Les organisateurs de ces deux jours manifestation (DBM pour l'Allemagne, Fugea, MIG, ABS pour la Belgique) ont rappelé que la situation catastrophique due à la dérégulation est inacceptable: il est urgent que tous les Chefs d'Etat et les Ministres européens de l'Agriculture prennent leurs responsabilités et respectent leurs engagements envers le monde agricole.
Que demander à nos chefs d'Etat? Une gestion de l'offre pour des prix justes... au plus vite.
"Assurer un niveau de vie équitable à la population agricole". Cet objectif constitue l'un des fondements mêmes de la PAC depuis son origine.
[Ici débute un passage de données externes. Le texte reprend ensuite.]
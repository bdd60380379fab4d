//! Numeric element types.
//!
//! [`Number`] is the small amount of arithmetic that [`range`] and the
//! numeric reductions ([`sum`], [`min`], [`max`], [`avg`]) need. It is
//! implemented for every primitive integer and floating point type.
//!
//! [`range`]: crate::source::range
//! [`sum`]: crate::consumer::sum
//! [`min`]: crate::consumer::min
//! [`max`]: crate::consumer::max
//! [`avg`]: crate::consumer::avg

use std::fmt::Debug;
use std::ops::{Add, Div, Sub};

/// A primitive number usable as a sequence element in numeric operations.
///
/// # Examples
///
/// ```rust
/// use lazy_seq::number::Number;
///
/// assert_eq!(<i32 as Number>::TWO, 2);
/// assert_eq!(Number::magnitude(-3_i64), 3);
/// assert_eq!(Number::checked_add(u8::MAX, 1), None);
/// assert_eq!(Number::checked_add(1.5_f64, 1.0), Some(2.5));
/// assert_eq!(Number::midpoint(u8::MAX, 253), 254);
/// ```
pub trait Number:
    Copy + PartialOrd + Debug + Add<Output = Self> + Sub<Output = Self> + Div<Output = Self>
{
    /// The additive identity.
    const ZERO: Self;
    /// The multiplicative identity.
    const ONE: Self;
    /// The divisor of the running pairwise average.
    const TWO: Self;

    /// Adds, returning `None` on overflow. Floating point never overflows.
    fn checked_add(self, rhs: Self) -> Option<Self>;

    /// Subtracts, returning `None` on overflow. Floating point never overflows.
    fn checked_sub(self, rhs: Self) -> Option<Self>;

    /// Returns the absolute value, saturating for the minimum signed integer.
    fn magnitude(self) -> Self;

    /// Returns `(self + rhs) / 2` without intermediate overflow.
    ///
    /// Integers round towards zero, matching the truncation of `/`.
    fn midpoint(self, rhs: Self) -> Self;

    /// Returns `true` for a floating point NaN. Integers are never NaN.
    #[inline]
    fn is_nan(self) -> bool {
        false
    }
}

macro_rules! impl_signed_number {
    ($($number:ty),* $(,)?) => {
        $(
            impl Number for $number {
                const ZERO: Self = 0;
                const ONE: Self = 1;
                const TWO: Self = 2;

                #[inline]
                fn checked_add(self, rhs: Self) -> Option<Self> {
                    <$number>::checked_add(self, rhs)
                }

                #[inline]
                fn checked_sub(self, rhs: Self) -> Option<Self> {
                    <$number>::checked_sub(self, rhs)
                }

                #[inline]
                fn magnitude(self) -> Self {
                    <$number>::saturating_abs(self)
                }

                #[inline]
                fn midpoint(self, rhs: Self) -> Self {
                    <$number>::midpoint(self, rhs)
                }
            }
        )*
    };
}

macro_rules! impl_unsigned_number {
    ($($number:ty),* $(,)?) => {
        $(
            impl Number for $number {
                const ZERO: Self = 0;
                const ONE: Self = 1;
                const TWO: Self = 2;

                #[inline]
                fn checked_add(self, rhs: Self) -> Option<Self> {
                    <$number>::checked_add(self, rhs)
                }

                #[inline]
                fn checked_sub(self, rhs: Self) -> Option<Self> {
                    <$number>::checked_sub(self, rhs)
                }

                #[inline]
                fn magnitude(self) -> Self {
                    self
                }

                #[inline]
                fn midpoint(self, rhs: Self) -> Self {
                    <$number>::midpoint(self, rhs)
                }
            }
        )*
    };
}

macro_rules! impl_float_number {
    ($($number:ty),* $(,)?) => {
        $(
            impl Number for $number {
                const ZERO: Self = 0.0;
                const ONE: Self = 1.0;
                const TWO: Self = 2.0;

                #[inline]
                fn checked_add(self, rhs: Self) -> Option<Self> {
                    Some(self + rhs)
                }

                #[inline]
                fn checked_sub(self, rhs: Self) -> Option<Self> {
                    Some(self - rhs)
                }

                #[inline]
                fn magnitude(self) -> Self {
                    self.abs()
                }

                #[inline]
                fn midpoint(self, rhs: Self) -> Self {
                    <$number>::midpoint(self, rhs)
                }

                #[inline]
                fn is_nan(self) -> bool {
                    <$number>::is_nan(self)
                }
            }
        )*
    };
}

impl_signed_number!(i8, i16, i32, i64, i128, isize);
impl_unsigned_number!(u8, u16, u32, u64, u128, usize);
impl_float_number!(f32, f64);
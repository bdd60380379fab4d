//! Short-circuiting queries.

use crate::sequence::Sequence;

/// Returns `true` if `predicate` holds for some value of `source`.
///
/// Stops at the first match. An empty sequence gives `false`.
///
/// # Examples
///
/// ```rust
/// use lazy_seq::consumer::any;
/// use lazy_seq::source::range_from;
///
/// // Terminates on an infinite sequence because it stops at the first match.
/// assert!(any(|value: u32| value > 100, range_from(0_u32)));
/// assert!(!any(|value: i32| value > 0, Vec::<i32>::new()));
/// ```
pub fn any<S, F>(predicate: F, source: S) -> bool
where
    S: Sequence,
    F: FnMut(S::Item) -> bool,
{
    source.cursor().any(predicate)
}

/// Returns `true` if `predicate` holds for every value of `source`.
///
/// Stops at the first mismatch. An empty sequence gives `true`.
///
/// # Examples
///
/// ```rust
/// use lazy_seq::consumer::all;
///
/// assert!(all(|value: i32| value > 0, vec![1, 2, 3]));
/// assert!(all(|value: i32| value > 0, Vec::<i32>::new()));
/// ```
pub fn all<S, F>(predicate: F, source: S) -> bool
where
    S: Sequence,
    F: FnMut(S::Item) -> bool,
{
    source.cursor().all(predicate)
}

/// Returns `true` if `source` yields no value. Pulls at most one value.
pub fn is_empty<S: Sequence>(source: S) -> bool {
    source.cursor().next().is_none()
}

/// Returns the value at zero-based position `index`, or `None` if `source`
/// is shorter.
///
/// The traversal is linear and stops at `index`.
///
/// # Examples
///
/// ```rust
/// use lazy_seq::consumer::nth;
///
/// assert_eq!(nth(1, "abc"), Some('b'));
/// assert_eq!(nth(3, "abc"), None);
/// ```
pub fn nth<S: Sequence>(index: usize, source: S) -> Option<S::Item> {
    source.cursor().nth(index)
}

#[cfg(test)]
mod tests {
    use super::*;
    use crate::source::range_from;
    use rstest::rstest;
    use std::cell::Cell;

    #[test]
    fn test_any_stops_at_first_match() {
        let calls = Cell::new(0);
        let found = any(
            |value: i32| {
                calls.set(calls.get() + 1);
                value == 2
            },
            vec![1, 2, 3, 4],
        );
        assert!(found);
        assert_eq!(calls.get(), 2);
    }

    #[test]
    fn test_all_stops_at_first_mismatch() {
        let calls = Cell::new(0);
        let holds = all(
            |value: i32| {
                calls.set(calls.get() + 1);
                value < 2
            },
            vec![1, 2, 3, 4],
        );
        assert!(!holds);
        assert_eq!(calls.get(), 2);
    }

    #[rstest]
    #[case(Vec::new(), true)]
    #[case(vec![0], false)]
    fn test_is_empty(#[case] values: Vec<i32>, #[case] expected: bool) {
        assert_eq!(is_empty(values), expected);
    }

    #[test]
    fn test_is_empty_on_infinite_sequence() {
        assert!(!is_empty(range_from(0_u8)));
    }

    #[test]
    fn test_nth_on_infinite_sequence() {
        assert_eq!(nth(1_000, range_from(0_u64)), Some(1_000));
    }
}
Une formule pourtant bien creuse pour les producteurs laitiers européens, confrontés depuis près d'un an à des prix du lait largement inférieurs aux coûts de production pour une majeure partie d'entre eux.
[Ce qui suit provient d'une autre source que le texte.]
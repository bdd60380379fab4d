//! The `Sequence` capability.

use std::rc::Rc;

use super::cursor::Cursor;

/// Anything able to produce a fresh traversal [`Cursor`] over its values.
///
/// A sequence is a capability, not a container: it may be computed lazily and
/// may be infinite. Each call to [`cursor`](Sequence::cursor) starts an
/// independent traversal, so a sequence can be traversed any number of times.
/// The only exception is a single-use generator source
/// (see [`Source::Generator`](crate::source::Source::Generator)), whose second
/// and later cursors are immediately done.
///
/// # Random access
///
/// Sequences that know their length and can fetch an element by position in
/// constant time advertise it through [`random_access_len`] and [`item_at`].
/// Consumers such as [`reverse`](crate::consumer::reverse) probe this
/// capability to avoid buffering.
///
/// [`random_access_len`]: Sequence::random_access_len
/// [`item_at`]: Sequence::item_at
///
/// # Examples
///
/// ```rust
/// use lazy_seq::sequence::Sequence;
///
/// let values = vec![1, 2, 3];
/// let first: Vec<i32> = values.cursor().collect();
/// let second: Vec<i32> = values.cursor().collect();
/// assert_eq!(first, second);
/// assert_eq!(values.random_access_len(), Some(3));
/// assert_eq!(values.item_at(1), Some(2));
/// ```
pub trait Sequence {
    /// The type of the values produced.
    type Item;

    /// The cursor type, borrowing from the sequence.
    type Cursor<'a>: Cursor<Item = Self::Item>
    where
        Self: 'a;

    /// Starts a new traversal.
    ///
    /// Creating a cursor never pulls a value.
    fn cursor(&self) -> Self::Cursor<'_>;

    /// Returns the length if it is known in O(1) and [`item_at`](Sequence::item_at)
    /// is O(1) as well.
    ///
    /// The default reports no random-access capability.
    #[inline]
    fn random_access_len(&self) -> Option<usize> {
        None
    }

    /// Returns the value at `index` for random-access sequences.
    ///
    /// Only meaningful when [`random_access_len`](Sequence::random_access_len)
    /// returns `Some`. The default returns `None`.
    #[inline]
    fn item_at(&self, index: usize) -> Option<Self::Item> {
        let _ = index;
        None
    }
}

impl<S: Sequence + ?Sized> Sequence for &S {
    type Item = S::Item;
    type Cursor<'a>
        = S::Cursor<'a>
    where
        Self: 'a;

    #[inline]
    fn cursor(&self) -> Self::Cursor<'_> {
        (**self).cursor()
    }

    #[inline]
    fn random_access_len(&self) -> Option<usize> {
        (**self).random_access_len()
    }

    #[inline]
    fn item_at(&self, index: usize) -> Option<Self::Item> {
        (**self).item_at(index)
    }
}

impl<S: Sequence + ?Sized> Sequence for Box<S> {
    type Item = S::Item;
    type Cursor<'a>
        = S::Cursor<'a>
    where
        Self: 'a;

    #[inline]
    fn cursor(&self) -> Self::Cursor<'_> {
        (**self).cursor()
    }

    #[inline]
    fn random_access_len(&self) -> Option<usize> {
        (**self).random_access_len()
    }

    #[inline]
    fn item_at(&self, index: usize) -> Option<Self::Item> {
        (**self).item_at(index)
    }
}

impl<S: Sequence + ?Sized> Sequence for Rc<S> {
    type Item = S::Item;
    type Cursor<'a>
        = S::Cursor<'a>
    where
        Self: 'a;

    #[inline]
    fn cursor(&self) -> Self::Cursor<'_> {
        (**self).cursor()
    }

    #[inline]
    fn random_access_len(&self) -> Option<usize> {
        (**self).random_access_len()
    }

    #[inline]
    fn item_at(&self, index: usize) -> Option<Self::Item> {
        (**self).item_at(index)
    }
}
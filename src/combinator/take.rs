//! The `take` combinator.

use std::iter::FusedIterator;

use crate::sequence::{CursorState, Sequence};

/// A sequence of at most the first `count` upstream values. Created by
/// [`take`].
#[derive(Debug, Clone)]
pub struct Take<S> {
    source: S,
    count: usize,
}

/// Lazily yields at most the first `count` values of `source`.
///
/// `take(0, s)` yields nothing and never starts an upstream traversal. A
/// `count` beyond the upstream length yields everything available. Once
/// `count` values have been produced the upstream cursor is dropped without
/// pulling any further, which makes `take` the way to bound infinite
/// sequences.
///
/// # Examples
///
/// ```rust
/// use lazy_seq::combinator::take;
/// use lazy_seq::sequence::Sequence;
/// use lazy_seq::source::Range;
///
/// let first = take(4, Range::<u64>::default());
/// assert_eq!(first.cursor().collect::<Vec<_>>(), vec![0, 1, 2, 3]);
/// assert_eq!(take(10, vec!['a']).cursor().count(), 1);
/// ```
#[inline]
pub const fn take<S: Sequence>(count: usize, source: S) -> Take<S> {
    Take { source, count }
}

impl<S: Sequence> Sequence for Take<S> {
    type Item = S::Item;
    type Cursor<'a>
        = TakeCursor<S::Cursor<'a>>
    where
        Self: 'a;

    fn cursor(&self) -> Self::Cursor<'_> {
        let upstream = if self.count == 0 {
            CursorState::Done
        } else {
            CursorState::new(self.source.cursor())
        };
        TakeCursor {
            upstream,
            remaining: self.count,
        }
    }

    fn random_access_len(&self) -> Option<usize> {
        self.source
            .random_access_len()
            .map(|len| len.min(self.count))
    }

    fn item_at(&self, index: usize) -> Option<S::Item> {
        if index < self.count {
            self.source.item_at(index)
        } else {
            None
        }
    }
}

/// Cursor of a [`Take`].
#[derive(Debug, Clone)]
pub struct TakeCursor<C> {
    upstream: CursorState<C>,
    remaining: usize,
}

impl<C: Iterator> Iterator for TakeCursor<C> {
    type Item = C::Item;

    fn next(&mut self) -> Option<C::Item> {
        if self.remaining == 0 {
            self.upstream.finish();
            return None;
        }
        let value = self.upstream.pull()?;
        self.remaining -= 1;
        if self.remaining == 0 {
            self.upstream.finish();
        }
        Some(value)
    }

    fn size_hint(&self) -> (usize, Option<usize>) {
        if self.upstream.is_done() {
            return (0, Some(0));
        }
        let (lower, upper) = self.upstream.size_hint();
        let upper = upper.map_or(self.remaining, |upper| upper.min(self.remaining));
        (lower.min(self.remaining), Some(upper))
    }
}

impl<C: Iterator> FusedIterator for TakeCursor<C> {}
//! The `map` combinator.

use std::fmt;
use std::iter::FusedIterator;

use crate::sequence::{CursorState, Sequence};

/// A sequence transforming every value of its upstream. Created by [`map`].
#[derive(Clone)]
pub struct Map<S, F> {
    source: S,
    function: F,
}

/// Lazily transforms every value of `source` with `function`.
///
/// Order and length are preserved. `function` is called exactly once per
/// value, and only when a cursor pulls that value. A random-access upstream
/// keeps its random access.
///
/// # Examples
///
/// ```rust
/// use lazy_seq::combinator::map;
/// use lazy_seq::sequence::Sequence;
/// use std::cell::Cell;
///
/// let calls = Cell::new(0);
/// let doubled = map(|value: i32| {
///     calls.set(calls.get() + 1);
///     value * 2
/// }, vec![1, 2, 3]);
///
/// assert_eq!(calls.get(), 0);
/// assert_eq!(doubled.cursor().collect::<Vec<_>>(), vec![2, 4, 6]);
/// assert_eq!(calls.get(), 3);
/// ```
#[inline]
pub const fn map<S, F, R>(function: F, source: S) -> Map<S, F>
where
    S: Sequence,
    F: Fn(S::Item) -> R,
{
    Map { source, function }
}

impl<S, F, R> Sequence for Map<S, F>
where
    S: Sequence,
    F: Fn(S::Item) -> R,
{
    type Item = R;
    type Cursor<'a>
        = MapCursor<'a, S::Cursor<'a>, F>
    where
        Self: 'a;

    #[inline]
    fn cursor(&self) -> Self::Cursor<'_> {
        MapCursor {
            upstream: CursorState::new(self.source.cursor()),
            function: &self.function,
        }
    }

    #[inline]
    fn random_access_len(&self) -> Option<usize> {
        self.source.random_access_len()
    }

    #[inline]
    fn item_at(&self, index: usize) -> Option<R> {
        self.source.item_at(index).map(&self.function)
    }
}

impl<S: fmt::Debug, F> fmt::Debug for Map<S, F> {
    fn fmt(&self, formatter: &mut fmt::Formatter<'_>) -> fmt::Result {
        formatter
            .debug_struct("Map")
            .field("source", &self.source)
            .finish_non_exhaustive()
    }
}

/// Cursor of a [`Map`].
pub struct MapCursor<'a, C, F> {
    upstream: CursorState<C>,
    function: &'a F,
}

impl<C, F, R> Iterator for MapCursor<'_, C, F>
where
    C: Iterator,
    F: Fn(C::Item) -> R,
{
    type Item = R;

    #[inline]
    fn next(&mut self) -> Option<R> {
        self.upstream.pull().map(self.function)
    }

    #[inline]
    fn size_hint(&self) -> (usize, Option<usize>) {
        self.upstream.size_hint()
    }
}

impl<C, F, R> FusedIterator for MapCursor<'_, C, F>
where
    C: Iterator,
    F: Fn(C::Item) -> R,
{
}

#[cfg(test)]
mod tests {
    use super::*;

    #[test]
    fn test_map_preserves_random_access() {
        let squares = map(|value: u32| value * value, vec![1, 2, 3]);
        assert_eq!(squares.random_access_len(), Some(3));
        assert_eq!(squares.item_at(2), Some(9));
        assert_eq!(squares.item_at(3), None);
    }

    #[test]
    fn test_map_changes_type() {
        let lengths = map(|word: &str| word.len(), vec!["a", "abc"]);
        assert_eq!(lengths.cursor().collect::<Vec<_>>(), vec![1, 3]);
    }

    #[test]
    fn test_map_debug_shows_source() {
        let mapped = map(|value: i32| value, vec![1]);
        assert_eq!(format!("{mapped:?}"), "Map { source: [1], .. }");
    }
}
En Belgique, les éleveurs reçoivent aujourd'hui au pire 18 cts le litre en moyenne (21,5 cts en comptant l'Aide Directe Laitière allouée au titre de la PAC). Cette situation catastrophique due à la dérégulation est inacceptable. Il est urgent que tous les Chefs d'Etat et les Ministres européens de l'Agriculture prennent leurs responsabilités et respectent leurs engagements envers le monde agricole.
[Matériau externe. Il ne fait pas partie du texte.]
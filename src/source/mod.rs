//! Source adaptation.
//!
//! This module turns arbitrary enumerable sources into [`Sequence`]s:
//!
//! - [`adapt`] / [`adapt_with`]: resolve a [`Source`] (sequence, producer
//!   function, single-use generator, bare cursor, property bag) into a
//!   [`Seq`]
//! - [`project_keys`] / [`project_values`]: lazy key and value projections
//! - [`range`] / [`range_from`]: numeric progressions, possibly infinite
//! - [`code_units`]: the UTF-16 code units of a text
//!
//! # Examples
//!
//! ```rust
//! use lazy_seq::sequence::Sequence;
//! use lazy_seq::source::{adapt_with, code_units, range, AdaptOptions, PropertyBag};
//! use std::rc::Rc;
//!
//! let defaults = Rc::new(PropertyBag::new().with("role", "guest"));
//! let user = PropertyBag::with_prototype(defaults).with("name", "Ann");
//!
//! let fields = adapt_with(user, AdaptOptions::new().all_properties(true))?;
//! assert_eq!(fields.cursor().count(), 2);
//!
//! assert_eq!(range(-3, 3).cursor().count(), 6);
//! assert_eq!(code_units("hello😀").cursor().count(), 7);
//! # Ok::<(), lazy_seq::error::ValidationError>(())
//! ```
//!
//! [`Sequence`]: crate::sequence::Sequence
//! [`Seq`]: crate::sequence::Seq

mod adapt;
mod code_units;
mod projection;
mod property_bag;
mod range;

pub use adapt::{AdaptOptions, DynIterator, ProducerFn, Source, adapt, adapt_with};
pub use code_units::{CodeUnits, code_units};
pub use projection::{Keys, Projection, Values, project_keys, project_values};
pub use property_bag::{Properties, PropertyBag};
pub use range::{Range, RangeCursor, range, range_from};
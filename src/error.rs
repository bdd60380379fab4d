//! Validation errors raised at call time.
//!
//! Every fallible operation in this crate validates its arguments before any
//! traversal happens and reports a [`ValidationError`] synchronously. Errors
//! raised by user-supplied closures are not represented here: they surface
//! at the pull that evaluates the closure (see
//! [`try_fold`](crate::consumer::try_fold) for `Result`-returning
//! transforms).
//!
//! # Examples
//!
//! ```rust
//! use lazy_seq::error::ValidationError;
//!
//! let error = ValidationError::TooFewSequences { count: 1 };
//! assert_eq!(
//!     format!("{error}"),
//!     "requires at least two input sequences (got 1)"
//! );
//! ```

use thiserror::Error;

/// The single error kind for malformed or unsupported call-time arguments.
///
/// The leading words of each message are stable identifiers callers may
/// match on.
#[derive(Debug, Clone, PartialEq, Eq, Error)]
pub enum ValidationError {
    /// The source handed to [`adapt`](crate::source::adapt) has no
    /// enumeration capability.
    #[error("unsupported source kind: {kind}")]
    UnsupportedSource {
        /// A description of the rejected source.
        kind: String,
    },
    /// The value has no `keys` capability.
    #[error("not key-projectable")]
    NotKeyProjectable,
    /// The value has no `values` capability.
    #[error("not value-projectable")]
    NotValueProjectable,
    /// An N-input zip was given fewer than two sequences.
    #[error("requires at least two input sequences (got {count})")]
    TooFewSequences {
        /// The number of sequences actually supplied.
        count: usize,
    },
}

impl ValidationError {
    /// Returns the stable identifier of this error, without any details.
    ///
    /// # Examples
    ///
    /// ```rust
    /// use lazy_seq::error::ValidationError;
    ///
    /// let error = ValidationError::UnsupportedSource { kind: "socket".to_string() };
    /// assert_eq!(error.identifier(), "unsupported source kind");
    /// ```
    #[must_use]
    pub const fn identifier(&self) -> &'static str {
        match self {
            Self::UnsupportedSource { .. } => "unsupported source kind",
            Self::NotKeyProjectable => "not key-projectable",
            Self::NotValueProjectable => "not value-projectable",
            Self::TooFewSequences { .. } => "requires at least two input sequences",
        }
    }
}

/// Result alias for operations that validate their arguments.
pub type Result<T> = std::result::Result<T, ValidationError>;

#[cfg(test)]
mod tests {
    use super::*;
    use rstest::rstest;

    #[rstest]
    #[case(ValidationError::UnsupportedSource { kind: "number".to_string() })]
    #[case(ValidationError::NotKeyProjectable)]
    #[case(ValidationError::NotValueProjectable)]
    #[case(ValidationError::TooFewSequences { count: 0 })]
    fn test_display_starts_with_identifier(#[case] error: ValidationError) {
        assert!(format!("{error}").starts_with(error.identifier()));
    }

    #[rstest]
    fn test_unsupported_source_display() {
        let error = ValidationError::UnsupportedSource {
            kind: "number".to_string(),
        };
        assert_eq!(format!("{error}"), "unsupported source kind: number");
    }

    #[rstest]
    fn test_projection_errors_display() {
        assert_eq!(
            format!("{}", ValidationError::NotKeyProjectable),
            "not key-projectable"
        );
        assert_eq!(
            format!("{}", ValidationError::NotValueProjectable),
            "not value-projectable"
        );
    }

    #[rstest]
    fn test_error_source_is_none() {
        use std::error::Error;

        let error = ValidationError::TooFewSequences { count: 1 };
        assert!(error.source().is_none());
    }

    #[rstest]
    fn test_error_equality() {
        assert_eq!(
            ValidationError::TooFewSequences { count: 1 },
            ValidationError::TooFewSequences { count: 1 }
        );
        assert_ne!(
            ValidationError::TooFewSequences { count: 1 },
            ValidationError::TooFewSequences { count: 0 }
        );
    }
}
Pour ce faire, une profonde réorientation de la PAC est nécessaire, axée sur une gestion efficace de l'offre et sur la Souveraineté Alimentaire. Cette réorientation implique :
* le gel immédiat des hausses de quotas décidées dans le cadre de l'Accord du Bilan de santé de la PAC (novembre 2008), ainsi que la suppression des augmentations prévues pour les années suivantes ;
* la mise en place, à terme, d'une régulation plus flexible de la production, gérée par les éleveurs et les pouvoirs publics (reposant ou non sur des quotas) ;
* une réduction de 5 % au minimum des quotas laitiers actuels (davantage si nécessaire pour garantir des prix rémunérateurs aux producteurs), en engageant au préalable un débat concerté avec les organisations agricoles sur les modalités de cette baisse ;
* l'imposition à tout producteur, dans tous les Etats membres, d'une amende immédiate au moindre litre de lait produit en excédent du quota individuel (en fct du quota national);
* la non redistribution de quotas détenus par les producteurs en cessation d'activité, sauf aux fins de faciliter l'installation de jeunes agriculteurs ;
* la réaffirmation du principe de la préférence communautaire dans le secteur du lait et des produits laitiers, par des mesures renforcées de contrôle des importations ;
* la suppression immédiate des restitutions à l'exportation dans le secteur du lait et des produits laitiers;
* la reconnaissance des associations de producteurs pour leur permettre d'être plus forts dans leurs négociations en amont et en aval de la filière.